Written and Edited by Tara Sanders
Her squishy little face and those big blue eyes were looking right at me.
“Mommy, are you awake?”
“No,” I said with a wink.
As she crawled into bed with me for a quick morning snuggle I could hear her baby brother screaming from the next room.
Was it already time to get up?!
Since her little brother was born, I haven’t made it to bed before midnight or slept longer than 7am. It takes what feels like forever to unwind, but then the morning comes so quickly. I keep telling myself that I’ll go to bed earlier, but I have yet to execute on that plan.
Before having kids, I had dreams of being this super mom like the ones I see on Instagram. Their kids are decked out in the latest outfits from Mini Boden and the mom looks so cute. Her hair is done and she has full make-up on.
It’s so dreamy to imagine a life like that, but who are these people?

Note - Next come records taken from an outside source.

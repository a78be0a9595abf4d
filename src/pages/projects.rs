use std::sync::Arc;

use log::info;
use tokio::sync::watch;

use super::{mutate, refresh, required, PageCell, PageState};
use crate::api::ApiClient;
use crate::error::{Action, AppError};
use crate::models::{Id, ProjectInput, ProjectSummary};
use crate::notify::Notifier;

/// The projects list.
pub struct ProjectsPage {
    client: Arc<ApiClient>,
    notifier: Notifier,
    cell: PageCell<Vec<ProjectSummary>>,
}

impl ProjectsPage {
    pub fn new(client: Arc<ApiClient>, notifier: Notifier) -> Self {
        Self {
            client,
            notifier,
            cell: PageCell::new(),
        }
    }

    pub fn subscribe(&self) -> watch::Receiver<PageState<Vec<ProjectSummary>>> {
        self.cell.subscribe()
    }

    pub fn snapshot(&self) -> PageState<Vec<ProjectSummary>> {
        self.cell.snapshot()
    }

    /// Fetches the project list.
    pub async fn load(&self) -> Result<(), AppError> {
        self.cell.load("projects", self.client.get_projects()).await
    }

    /// Projects whose name or description contains `query`, ignoring case.
    pub fn search(&self, query: &str) -> Vec<ProjectSummary> {
        let query = query.trim().to_lowercase();
        self.cell
            .data()
            .unwrap_or_default()
            .into_iter()
            .filter(|project| {
                project.name.to_lowercase().contains(&query)
                    || project.description.to_lowercase().contains(&query)
            })
            .collect()
    }

    /// Creates a project and reloads the list. Blank names are rejected locally.
    pub async fn create(&self, input: &ProjectInput) -> Result<ProjectSummary, AppError> {
        let input = ProjectInput {
            name: required(&input.name, "Project name")?,
            description: input.description.clone(),
        };
        let project = mutate(
            &self.notifier,
            Action::CreateProject,
            self.client.create_project(&input),
        )
        .await?;
        info!("Created project {} ({})", project.name, project.id);
        refresh(self.load()).await;
        Ok(project)
    }

    /// Saves a project edit and reloads the list.
    pub async fn update(&self, id: Id, input: &ProjectInput) -> Result<(), AppError> {
        let input = ProjectInput {
            name: required(&input.name, "Project name")?,
            description: input.description.clone(),
        };
        mutate(
            &self.notifier,
            Action::UpdateProject,
            self.client.update_project(id, &input),
        )
        .await?;
        refresh(self.load()).await;
        Ok(())
    }

    /// Deletes a project and reloads the list.
    pub async fn delete(&self, id: Id) -> Result<(), AppError> {
        mutate(
            &self.notifier,
            Action::DeleteProject,
            self.client.delete_project(id),
        )
        .await?;
        info!("Deleted project {}", id);
        refresh(self.load()).await;
        Ok(())
    }
}
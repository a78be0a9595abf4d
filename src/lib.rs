#![doc = "The `wisecamp` library crate."]
#![doc = ""]
#![doc = "Headless client for the Wisecamp project-management API: the session store,"]
#![doc = "the route guard, the optimistic board view and the page view models. The"]
#![doc = "binary (`main.rs`) builds an `App` from the environment and starts it."]

pub mod api;
pub mod app;
pub mod board;
pub mod config;
pub mod error;
pub mod guard;
pub mod models;
pub mod navigation;
pub mod notify;
pub mod pages;
pub mod session;
pub mod storage;

pub use crate::app::App;
pub use crate::config::Config;
pub use crate::error::AppError;
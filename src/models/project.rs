use chrono::NaiveDateTime;
use serde::{Deserialize, Serialize};

use super::{null_as_default, Id};

/// Row of `GET /projects`.
#[derive(Debug, Clone, PartialEq, Eq, Serialize, Deserialize)]
#[serde(rename_all = "camelCase")]
pub struct ProjectSummary {
    pub id: Id,
    pub name: String,
    #[serde(default, deserialize_with = "null_as_default")]
    pub description: String,
    pub owner_id: Id,
    #[serde(default, deserialize_with = "null_as_default")]
    pub owner_name: String,
    #[serde(default)]
    pub member_count: u32,
    #[serde(default)]
    pub board_count: u32,
    #[serde(default)]
    pub created_at: Option<NaiveDateTime>,
}

/// Response of `GET /projects/:id`.
#[derive(Debug, Clone, PartialEq, Eq, Serialize, Deserialize)]
#[serde(rename_all = "camelCase")]
pub struct ProjectDetail {
    pub id: Id,
    pub name: String,
    #[serde(default, deserialize_with = "null_as_default")]
    pub description: String,
    pub owner_id: Id,
    #[serde(default, deserialize_with = "null_as_default")]
    pub owner_name: String,
    #[serde(default, deserialize_with = "null_as_default")]
    pub members: Vec<ProjectMember>,
    #[serde(default, deserialize_with = "null_as_default")]
    pub boards: Vec<ProjectBoard>,
    #[serde(default)]
    pub created_at: Option<NaiveDateTime>,
    #[serde(default)]
    pub updated_at: Option<NaiveDateTime>,
}

impl ProjectDetail {
    pub fn is_owner(&self, user_id: Id) -> bool {
        self.owner_id == user_id
    }
}

#[derive(Debug, Clone, PartialEq, Eq, Serialize, Deserialize)]
#[serde(rename_all = "camelCase")]
pub struct ProjectMember {
    pub id: Id,
    #[serde(default, deserialize_with = "null_as_default")]
    pub name: String,
    pub email: String,
    #[serde(default, deserialize_with = "null_as_default")]
    pub username: String,
    #[serde(default)]
    pub role: Option<String>,
    #[serde(default)]
    pub avatar_url: Option<String>,
    #[serde(default)]
    pub joined_at: Option<NaiveDateTime>,
}

impl ProjectMember {
    pub fn matches(&self, query: &str) -> bool {
        let query = query.trim().to_lowercase();
        query.is_empty()
            || [&self.name, &self.email, &self.username]
                .iter()
                .any(|field| field.to_lowercase().contains(&query))
    }
}

impl From<ProjectMember> for super::User {
    fn from(member: ProjectMember) -> Self {
        super::User {
            id: member.id,
            name: member.name,
            email: member.email,
            username: member.username,
            role: member.role,
            avatar_url: member.avatar_url,
        }
    }
}

#[derive(Debug, Clone, PartialEq, Eq, Serialize, Deserialize)]
#[serde(rename_all = "camelCase")]
pub struct ProjectBoard {
    pub id: Id,
    pub name: String,
    #[serde(default, deserialize_with = "null_as_default")]
    pub description: String,
    #[serde(default, deserialize_with = "null_as_default")]
    pub is_public: bool,
    #[serde(default)]
    pub created_at: Option<NaiveDateTime>,
}

/// Body of `POST /projects` and `PUT /projects/:id`.
#[derive(Debug, Clone, Default, PartialEq, Eq, Serialize, Deserialize)]
pub struct ProjectInput {
    pub name: String,
    pub description: String,
}

/// Body of `POST /projects/:id/members`.
#[derive(Debug, Clone, PartialEq, Eq, Serialize, Deserialize)]
pub struct AddMemberRequest {
    pub email: String,
}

I’m lucky if I get to shower, and my kids are probably wearing what they wore the day before (if it’s still clean). Make-up? Perhaps a smithering of mascara to look less scary, but that’s usually all I have time for.
The homes of these illustrious Insta-moms are decorated with the latest thing from West Elm, while most days my house looks like a scene from the movie Twister and my kids are running around me like whirling dervishes as I try to vacuum for the umpteenth time.

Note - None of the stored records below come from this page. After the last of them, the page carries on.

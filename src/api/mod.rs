//! Thin HTTP client for the Wisecamp REST API.
//!
//! `ApiClient` attaches `Authorization: Bearer <token>` to every request while a
//! token is set, parses every response into the schemas in `crate::models`, and
//! reacts to any 401 by tearing the session down: durable storage and the token
//! are cleared and the registered `UnauthorizedHandler` runs (the app root uses
//! it to reset the session store and navigate to the login view).

mod endpoints;

use std::sync::{Arc, PoisonError, RwLock};

use log::{debug, error, warn};
use reqwest::{Method, StatusCode};
use serde::de::DeserializeOwned;
use serde::Serialize;

use crate::config::Config;
use crate::error::AppError;
use crate::models::ApiErrorBody;
use crate::storage::SessionStorage;

/// Global reaction to an HTTP 401 from any endpoint.
pub trait UnauthorizedHandler: Send + Sync {
    fn on_unauthorized(&self);
}

pub struct ApiClient {
    http: reqwest::Client,
    config: Config,
    token: RwLock<Option<String>>,
    storage: Arc<dyn SessionStorage>,
    unauthorized: RwLock<Option<Arc<dyn UnauthorizedHandler>>>,
}

impl ApiClient {
    pub fn new(config: &Config, storage: Arc<dyn SessionStorage>) -> Result<Self, AppError> {
        let http = reqwest::Client::builder()
            .timeout(config.request_timeout)
            .build()
            .map_err(|e| AppError::Config(format!("Failed to build HTTP client: {}", e)))?;

        Ok(Self {
            http,
            config: config.clone(),
            token: RwLock::new(None),
            storage,
            unauthorized: RwLock::new(None),
        })
    }

    pub fn base_url(&self) -> &str {
        &self.config.api_base_url
    }

    pub fn set_unauthorized_handler(&self, handler: Arc<dyn UnauthorizedHandler>) {
        *self
            .unauthorized
            .write()
            .unwrap_or_else(PoisonError::into_inner) = Some(handler);
    }

    /// Attaches `token` to every subsequent request.
    pub fn set_auth_token(&self, token: &str) {
        *self.token.write().unwrap_or_else(PoisonError::into_inner) = Some(token.to_string());
    }

    pub fn clear_auth_token(&self) {
        *self.token.write().unwrap_or_else(PoisonError::into_inner) = None;
    }

    pub fn auth_token(&self) -> Option<String> {
        self.token
            .read()
            .unwrap_or_else(PoisonError::into_inner)
            .clone()
    }

    fn handle_unauthorized(&self) {
        warn!("API answered 401; clearing the stored session");
        self.clear_auth_token();
        if let Err(e) = self.storage.clear_session() {
            error!("Failed to clear stored session after 401: {}", e);
        }
        let handler = self
            .unauthorized
            .read()
            .unwrap_or_else(PoisonError::into_inner)
            .clone();
        if let Some(handler) = handler {
            handler.on_unauthorized();
        }
    }

    async fn send<B>(
        &self,
        method: Method,
        path: &str,
        body: Option<&B>,
    ) -> Result<reqwest::Response, AppError>
    where
        B: Serialize + ?Sized,
    {
        let url = self.config.endpoint(path);
        debug!("{} {}", method, url);

        let mut request = self.http.request(method.clone(), &url);
        if let Some(token) = self.auth_token() {
            request = request.bearer_auth(token);
        }
        if let Some(body) = body {
            request = request.json(body);
        }

        let response = request.send().await?;
        let status = response.status();
        if status.is_success() {
            return Ok(response);
        }

        let text = response.text().await.unwrap_or_default();
        let message = serde_json::from_str::<ApiErrorBody>(&text)
            .ok()
            .and_then(|body| body.text().map(str::to_string))
            .unwrap_or_else(|| {
                status
                    .canonical_reason()
                    .unwrap_or("Request failed")
                    .to_string()
            });
        warn!("{} {} failed with {}: {}", method, url, status, message);

        if status == StatusCode::UNAUTHORIZED {
            self.handle_unauthorized();
        }
        Err(AppError::from_status(status.as_u16(), message))
    }

    async fn parse<T: DeserializeOwned>(response: reqwest::Response) -> Result<T, AppError> {
        let bytes = response.bytes().await?;
        Ok(serde_json::from_slice(&bytes)?)
    }

    pub(crate) async fn get<T: DeserializeOwned>(&self, path: &str) -> Result<T, AppError> {
        let response = self.send::<()>(Method::GET, path, None).await?;
        Self::parse(response).await
    }

    pub(crate) async fn post<B, T>(&self, path: &str, body: &B) -> Result<T, AppError>
    where
        B: Serialize + ?Sized,
        T: DeserializeOwned,
    {
        let response = self.send(Method::POST, path, Some(body)).await?;
        Self::parse(response).await
    }

    pub(crate) async fn put<B, T>(&self, path: &str, body: &B) -> Result<T, AppError>
    where
        B: Serialize + ?Sized,
        T: DeserializeOwned,
    {
        let response = self.send(Method::PUT, path, Some(body)).await?;
        Self::parse(response).await
    }

    /// Sends a request whose response body, if any, is ignored.
    pub(crate) async fn execute<B>(&self, method: Method, path: &str, body: Option<&B>) -> Result<(), AppError>
    where
        B: Serialize + ?Sized,
    {
        self.send(method, path, body).await.map(|_| ())
    }
}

I dream about having a clean house with all the laundry done, but I’ve been told that won’t happen until they go to school. I’ve also been told that I should drink in these days of having Little’s before they grow up and start hating everything I say. But sometimes I just wish they could feed themselves breakfast and change their own diapers.
And that’s not the tipping point. You know it’s really bad when you hide in the bathroom to check social media. The bathroom is honestly the only place I can be totally alone at any given time, and even then there’s always a risk that someone will come and find you.

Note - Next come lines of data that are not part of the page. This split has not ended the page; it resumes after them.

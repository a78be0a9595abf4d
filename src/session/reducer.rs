use crate::models::User;

/// Who is signed in, as seen by every consumer of the session.
#[derive(Debug, Clone, Default, PartialEq, Eq)]
pub struct SessionState {
    pub user: Option<User>,
    pub token: Option<String>,
    /// True until the stored session has been read on startup.
    pub is_loading: bool,
    /// True while a login or register request is outstanding.
    pub is_submitting: bool,
}

impl SessionState {
    /// The state before rehydration has run.
    pub fn initial() -> Self {
        Self {
            is_loading: true,
            ..Self::default()
        }
    }

    /// Authenticated exactly when both a user and a token are held.
    pub fn is_authenticated(&self) -> bool {
        self.user.is_some() && self.token.is_some()
    }
}

#[derive(Debug, Clone, PartialEq, Eq)]
pub enum SessionAction {
    LoginStart,
    LoginSuccess { user: User, token: String },
    LoginFailure,
    Logout,
    SetLoading(bool),
    UpdateUser(User),
}

impl SessionAction {
    pub fn name(&self) -> &'static str {
        match self {
            SessionAction::LoginStart => "LOGIN_START",
            SessionAction::LoginSuccess { .. } => "LOGIN_SUCCESS",
            SessionAction::LoginFailure => "LOGIN_FAILURE",
            SessionAction::Logout => "LOGOUT",
            SessionAction::SetLoading(_) => "SET_LOADING",
            SessionAction::UpdateUser(_) => "UPDATE_USER",
        }
    }
}

pub fn reduce(state: &SessionState, action: SessionAction) -> SessionState {
    match action {
        SessionAction::LoginStart => SessionState {
            is_submitting: true,
            ..state.clone()
        },
        SessionAction::LoginSuccess { user, token } => SessionState {
            user: Some(user),
            token: Some(token),
            is_loading: false,
            is_submitting: false,
        },
        SessionAction::LoginFailure | SessionAction::Logout => SessionState {
            user: None,
            token: None,
            is_loading: false,
            is_submitting: false,
        },
        SessionAction::SetLoading(is_loading) => SessionState {
            is_loading,
            ..state.clone()
        },
        // Only a signed-in session has a user to replace.
        SessionAction::UpdateUser(user) if state.is_authenticated() => SessionState {
            user: Some(user),
            ..state.clone()
        },
        SessionAction::UpdateUser(_) => state.clone(),
    }
}
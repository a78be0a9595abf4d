//! Application routes and the navigator that tracks the current one.

use std::fmt;
use std::sync::Arc;

use lazy_static::lazy_static;
use log::debug;
use regex::Regex;
use tokio::sync::watch;

use crate::models::Id;

lazy_static! {
    // Detail routes: `/projects/42`, `/boards/7`
    static ref DETAIL_ROUTE: Regex = Regex::new(r"^/(projects|boards)/(\d+)/?$").unwrap();
}

#[derive(Debug, Clone, Copy, PartialEq, Eq, Hash)]
pub enum Route {
    Landing,
    Login,
    Register,
    Dashboard,
    Projects,
    ProjectDetail(Id),
    Boards,
    BoardDetail(Id),
    Team,
    Settings,
}

impl Route {
    /// Where a freshly signed-in user lands.
    pub const DEFAULT_AUTHENTICATED: Route = Route::Dashboard;

    pub fn path(&self) -> String {
        match self {
            Route::Landing => "/".to_string(),
            Route::Login => "/login".to_string(),
            Route::Register => "/register".to_string(),
            Route::Dashboard => "/dashboard".to_string(),
            Route::Projects => "/projects".to_string(),
            Route::ProjectDetail(id) => format!("/projects/{}", id),
            Route::Boards => "/boards".to_string(),
            Route::BoardDetail(id) => format!("/boards/{}", id),
            Route::Team => "/team".to_string(),
            Route::Settings => "/settings".to_string(),
        }
    }

    /// Parses a path; `None` for anything outside the route table.
    pub fn parse(path: &str) -> Option<Route> {
        let path = path.split(['?', '#']).next().unwrap_or_default();
        let trimmed = path.trim_end_matches('/');
        let route = match trimmed {
            "" => Route::Landing,
            "/login" => Route::Login,
            "/register" => Route::Register,
            "/dashboard" => Route::Dashboard,
            "/projects" => Route::Projects,
            "/boards" => Route::Boards,
            "/team" => Route::Team,
            "/settings" => Route::Settings,
            _ => {
                let captures = DETAIL_ROUTE.captures(path)?;
                let id = captures[2].parse::<Id>().ok()?;
                match &captures[1] {
                    "projects" => Route::ProjectDetail(id),
                    _ => Route::BoardDetail(id),
                }
            }
        };
        Some(route)
    }

    /// Public routes render without a session.
    pub fn is_public(&self) -> bool {
        matches!(self, Route::Landing | Route::Login | Route::Register)
    }
}

impl fmt::Display for Route {
    fn fmt(&self, f: &mut fmt::Formatter) -> fmt::Result {
        f.write_str(&self.path())
    }
}

/// Holds the current route. Cloning yields another handle to the same state.
#[derive(Debug, Clone)]
pub struct Navigator {
    current: Arc<watch::Sender<Route>>,
}

impl Navigator {
    pub fn new(initial: Route) -> Self {
        let (tx, _rx) = watch::channel(initial);
        Self {
            current: Arc::new(tx),
        }
    }

    pub fn navigate(&self, route: Route) {
        debug!("Navigating to {}", route);
        self.current.send_replace(route);
    }

    pub fn current(&self) -> Route {
        *self.current.borrow()
    }

    pub fn subscribe(&self) -> watch::Receiver<Route> {
        self.current.subscribe()
    }
}

impl Default for Navigator {
    fn default() -> Self {
        Self::new(Route::Landing)
    }
}
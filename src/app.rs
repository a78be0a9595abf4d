//! Application root: builds the shared services once and hands them to pages.

use std::sync::Arc;

use log::info;

use crate::api::ApiClient;
use crate::board::BoardView;
use crate::config::Config;
use crate::error::AppError;
use crate::guard::{GuardDecision, RouteGuard};
use crate::models::{Id, RegisterRequest, User};
use crate::navigation::{Navigator, Route};
use crate::notify::Notifier;
use crate::pages::{
    BoardsPage, DashboardPage, ProjectDetailPage, ProjectsPage, SettingsPage, TeamPage,
};
use crate::session::{SessionHandle, SessionStore};
use crate::storage::{FileStorage, SessionStorage};

pub struct App {
    config: Config,
    client: Arc<ApiClient>,
    navigator: Navigator,
    session: SessionStore,
    notifier: Notifier,
    guard: RouteGuard,
}

impl App {
    /// Builds the app with the session persisted to `config.session_file`.
    pub fn new(config: Config) -> Result<Self, AppError> {
        let storage = Arc::new(FileStorage::new(config.session_file.clone()));
        Self::with_storage(config, storage)
    }

    pub fn with_storage(config: Config, storage: Arc<dyn SessionStorage>) -> Result<Self, AppError> {
        let client = Arc::new(ApiClient::new(&config, storage.clone())?);
        let navigator = Navigator::default();
        let session = SessionStore::new(client.clone(), storage, navigator.clone());
        let guard = RouteGuard::new(session.handle(), navigator.clone());

        Ok(Self {
            config,
            client,
            navigator,
            session,
            notifier: Notifier::new(),
            guard,
        })
    }

    pub fn config(&self) -> &Config {
        &self.config
    }

    pub fn client(&self) -> &Arc<ApiClient> {
        &self.client
    }

    pub fn navigator(&self) -> &Navigator {
        &self.navigator
    }

    pub fn session(&self) -> SessionHandle {
        self.session.handle()
    }

    pub fn notifier(&self) -> &Notifier {
        &self.notifier
    }

    /// Rehydrates the session, then opens `route`.
    pub fn start(&self, route: Route) -> GuardDecision {
        let state = self.session.initialize();
        info!(
            "Session ready (authenticated={}) against {}",
            state.is_authenticated(),
            self.config.api_base_url
        );
        self.open(route)
    }

    /// Opens `route` through the guard. Signed-in users skip the login and
    /// register views.
    pub fn open(&self, route: Route) -> GuardDecision {
        let route = match route {
            Route::Login | Route::Register if self.session.snapshot().is_authenticated() => {
                Route::DEFAULT_AUTHENTICATED
            }
            other => other,
        };
        self.guard.enter(route)
    }

    pub async fn login(&self, email: &str, password: &str) -> Result<User, AppError> {
        let result = self.session.login(email, password).await;
        self.after_sign_in(result)
    }

    pub async fn register(&self, profile: RegisterRequest) -> Result<User, AppError> {
        let result = self.session.register(profile).await;
        self.after_sign_in(result)
    }

    pub fn logout(&self) {
        self.session.logout();
        self.navigator.navigate(Route::Login);
    }

    fn after_sign_in(&self, result: Result<User, AppError>) -> Result<User, AppError> {
        match result {
            Ok(user) => {
                self.navigator.navigate(Route::DEFAULT_AUTHENTICATED);
                Ok(user)
            }
            Err(e) => {
                self.notifier.error(e.display_message());
                Err(e)
            }
        }
    }

    // Pages

    pub fn dashboard(&self) -> DashboardPage {
        DashboardPage::new(self.client.clone())
    }

    pub fn projects(&self) -> ProjectsPage {
        ProjectsPage::new(self.client.clone(), self.notifier.clone())
    }

    pub fn project_detail(&self, project_id: Id) -> ProjectDetailPage {
        ProjectDetailPage::new(
            project_id,
            self.client.clone(),
            self.notifier.clone(),
            self.navigator.clone(),
        )
    }

    pub fn boards(&self) -> BoardsPage {
        BoardsPage::new(self.client.clone(), self.notifier.clone())
    }

    pub fn board(&self, board_id: Id) -> BoardView {
        BoardView::new(board_id, self.client.clone(), self.notifier.clone())
    }

    pub fn team(&self) -> TeamPage {
        TeamPage::new(self.client.clone(), self.notifier.clone())
    }

    pub fn settings(&self) -> SettingsPage {
        SettingsPage::new(self.client.clone(), self.notifier.clone(), self.session.clone())
    }
}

But every time I think those little dervishes are going to break me, something happens to restore my faith in motherhood. Sometimes its a good behavior or putting into practice something that I taught them. Sometimes it’s a moment of sheer joy or contentment when I feel like I’m their biggest hero.
On the days when no one gets a bath and we eat grocery store pizza for dinner, I think to myself, “Tomorrow I’ll do better!”
I’ll do better the next day. I’ll be on top of things. Everyone will have a bubble bath, we’ll eat roast chicken, and peace will reign in the Sanders house once again.
One of the most important lessons I learned about parenting was in college and the advice was from one of my guy friends. It was an unlikely source of deep parental wisdom, yet it became a moment that I go back to again and again when I feel like a total failure as a mom.
After a disappointing summer as a camp counselor, I met my friend at a local coffee shop to catch up. I was in the middle of venting about my horrible summer and what a terrible camp counselor I was, when he chimed in with a piece a wisdom far beyond both of our years and something that has always stuck with me.
It went something like this:
Jeremiah: Tara, did you feed those kids lunch everyday?
Jeremiah: Tara, did you keep those kids safe everyday?
Jeremiah: Did you love those kids well?
Jeremiah: Well then, you did your job by taking care of those kids the best you could. If you don’t see the fruit of that it doesn’t mean that you didn’t do a good job.
Wherever you are Jeremiah, thank you for those words. I’m holding on to them when I feel like the worst mom ever. I’m also trying to remember that I’m not the source of their ultimate joy and satisfaction in life. I’m learning day by day to surrender that to the Lord.
So for now, I’ll kiss those sweet faces, feed them nutritious food, change all the diapers, read them lots of stories and not wish away today for what may or may not be a better tomorrow.